Storia infinita. Il parco fluviale del Padrongianus, inizialmente vasto 33 ettari, era stato realizzato e inaugurato dalla Provincia Olbia-Tempio. Nel 2015, infine, la chiusura insieme alla soppressione dell’ente che aveva sede in via Nanni. Il parco, però, non è stato mai dimenticato dagli olbiesi.
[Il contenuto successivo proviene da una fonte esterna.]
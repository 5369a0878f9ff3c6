use anyhow::Result;
use clap::{Parser, Subcommand};
use colored::*;
use std::collections::BTreeMap;

use crate::{
    cli::{
        handlers::commons::{self, FilterArgs, OutputFormat, TargetArgs},
        session::Session,
    },
    core::{
        naming,
        setting_resolver::{CascadeResolver, ResolvedSetting, credential_key},
    },
    models::Level,
};

#[derive(Parser, Debug)]
#[command(no_binary_name = true, about = "Manages credential overrides.")]
struct CredentialArgs {
    #[command(subcommand)]
    action: CredentialAction,
}

#[derive(Subcommand, Debug)]
enum CredentialAction {
    /// Sets a credential at an entity. Everything below it inherits it.
    Set {
        /// Credential name. The environment variable of the same name always wins.
        name: String,
        value: String,
        #[command(flatten)]
        target: TargetArgs,
    },
    /// Removes a credential override at an entity.
    Unset {
        name: String,
        #[command(flatten)]
        target: TargetArgs,
    },
    /// Shows the effective credentials of a workspace and where each comes from.
    Show {
        /// Show only this credential, with its full trace.
        name: Option<String>,
        #[command(flatten)]
        filter: FilterArgs,
        /// Print values in clear text.
        #[arg(long)]
        reveal: bool,
        /// Output format.
        #[arg(long, short = 'o', value_enum, default_value_t)]
        output: OutputFormat,
    },
}

pub fn handle(args: Vec<String>, session: &mut Session) -> Result<()> {
    let credential_args = CredentialArgs::try_parse_from(&args)?;

    match credential_args.action {
        CredentialAction::Set {
            name,
            value,
            target,
        } => {
            let name = naming::validate_credential_name(&name)?;
            let scope = commons::resolve_scope(session, target.at.as_deref(), target.level)?;
            session.store.set_override(scope, &credential_key(&name), &value)?;
            let path = commons::display_path(&session.store, scope)?;
            println!(
                "\n{} {}",
                t!("common.success").green(),
                format_args!(t!("credential.set"), name = name.cyan(), path = path)
            );
        }
        CredentialAction::Unset { name, target } => {
            let scope = commons::resolve_scope(session, target.at.as_deref(), target.level)?;
            let path = commons::display_path(&session.store, scope)?;
            if session.store.remove_override(scope, &credential_key(&name)) {
                println!(
                    "\n{} {}",
                    t!("common.success").green(),
                    format_args!(t!("credential.unset"), name = name.cyan(), path = path)
                );
            } else {
                println!(
                    "\n{}",
                    format_args!(t!("credential.unset_none"), name = name, path = path)
                );
            }
        }
        CredentialAction::Show {
            name,
            filter,
            reveal,
            output,
        } => {
            let path = commons::resolve_workspace(session, &filter)?;
            let scope = path.scope_at(Level::Workspace);
            let resolver = CascadeResolver::new(&session.store, &session.config);

            let mut resolved: BTreeMap<String, ResolvedSetting> = match name {
                Some(name) => {
                    let name = naming::validate_credential_name(&name)?;
                    let setting = resolver.resolve_credential(scope, &name);
                    BTreeMap::from([(name, setting)])
                }
                None => resolver.resolve_credentials(scope),
            };
            if !reveal {
                resolved.values_mut().for_each(redact);
            }

            if output == OutputFormat::Json {
                println!("{}", serde_json::to_string_pretty(&resolved)?);
                return Ok(());
            }

            println!(
                "\n--- {} '{}' ---",
                t!("credential.header"),
                path.full_path().yellow()
            );
            if resolved.is_empty() {
                println!("  {}", t!("credential.none"));
                return Ok(());
            }
            let single = resolved.len() == 1;
            for (name, setting) in &resolved {
                print_credential(name, setting);
                if single {
                    println!("\n  {}", t!("common.trace_header").dimmed());
                    commons::print_trace(&setting.trace);
                }
            }
        }
    }
    Ok(())
}

fn print_credential(name: &str, setting: &ResolvedSetting) {
    let source = format!(
        t!("common.from_source"),
        level = setting
            .source
            .map(|s| s.to_string())
            .unwrap_or_else(|| "-".to_string()),
        name = setting.source_name.as_deref().unwrap_or("-")
    );
    println!(
        "  {:<24} {:<16} {}",
        name.blue(),
        setting.value.as_deref().unwrap_or("-").green(),
        source.dimmed()
    );
}

/// Masks every value carried by `setting`, including those in its trace.
fn redact(setting: &mut ResolvedSetting) {
    if let Some(value) = setting.value.as_mut() {
        *value = commons::mask(value);
    }
    for step in &mut setting.trace.steps {
        if let Some(value) = step.value.as_mut() {
            *value = commons::mask(value);
        }
    }
}

#[cfg(test)]
mod tests {
    use super::*;
    use crate::models::{CascadeLevel, ResolutionTrace, TraceStep};

    #[test]
    fn test_redact_masks_value_and_trace() {
        let mut setting = ResolvedSetting {
            key: credential_key("API_KEY"),
            value: Some("sk-live-123456".into()),
            source: Some(CascadeLevel::Environment),
            source_name: Some("process environment".into()),
            trace: ResolutionTrace {
                steps: vec![TraceStep {
                    level: CascadeLevel::Environment,
                    entity_name: "process environment".into(),
                    found: true,
                    value: Some("sk-live-123456".into()),
                    error: None,
                }],
            },
        };
        redact(&mut setting);
        assert_eq!(setting.value.as_deref(), Some("********"));
        assert_eq!(setting.trace.steps[0].value.as_deref(), Some("********"));
    }
}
Sono sempre numerosi gli ex frequentatori che, ciclicamente, anche sui social, continuano a chiedere la sua riapertura. Ricco di specie animali e vegetali, il parco era infatti un punto di riferimento per le famiglie, gli sportivi e gli amanti della natura in generale. Sulle sponde del fiume che scorre a sud della città si potevano inoltre praticare numerose attività all’aria aperta, come il trekking, la mountain bike e le escursioni in canoa. Il parco del Padrongianus ospitava inoltre anche scolaresche, eventi e laboratori di educazione ambientale. Pur essendo chiuso già da un pezzo, il parco, nella primavera del 2020, era risultato uno dei più votati e amati in Sardegna nell’ambito di un progetto green promosso da Legambiente e Vallelata. Già nel 2016 l’allora giunta Giovannelli aveva chiesto la gestione del parco alla Provincia di Sassari per un periodo di dieci anni. Poi lo stop della giunta Nizzi, con l’idea di ottenere il parco con la formula del comodato d’uso per un totale di 99 anni. La speranza, adesso, è che si riescano a trovare al più presto le risorse per riqualificare l’area e riaprire infine il cancello alle famiglie e agli sportivi.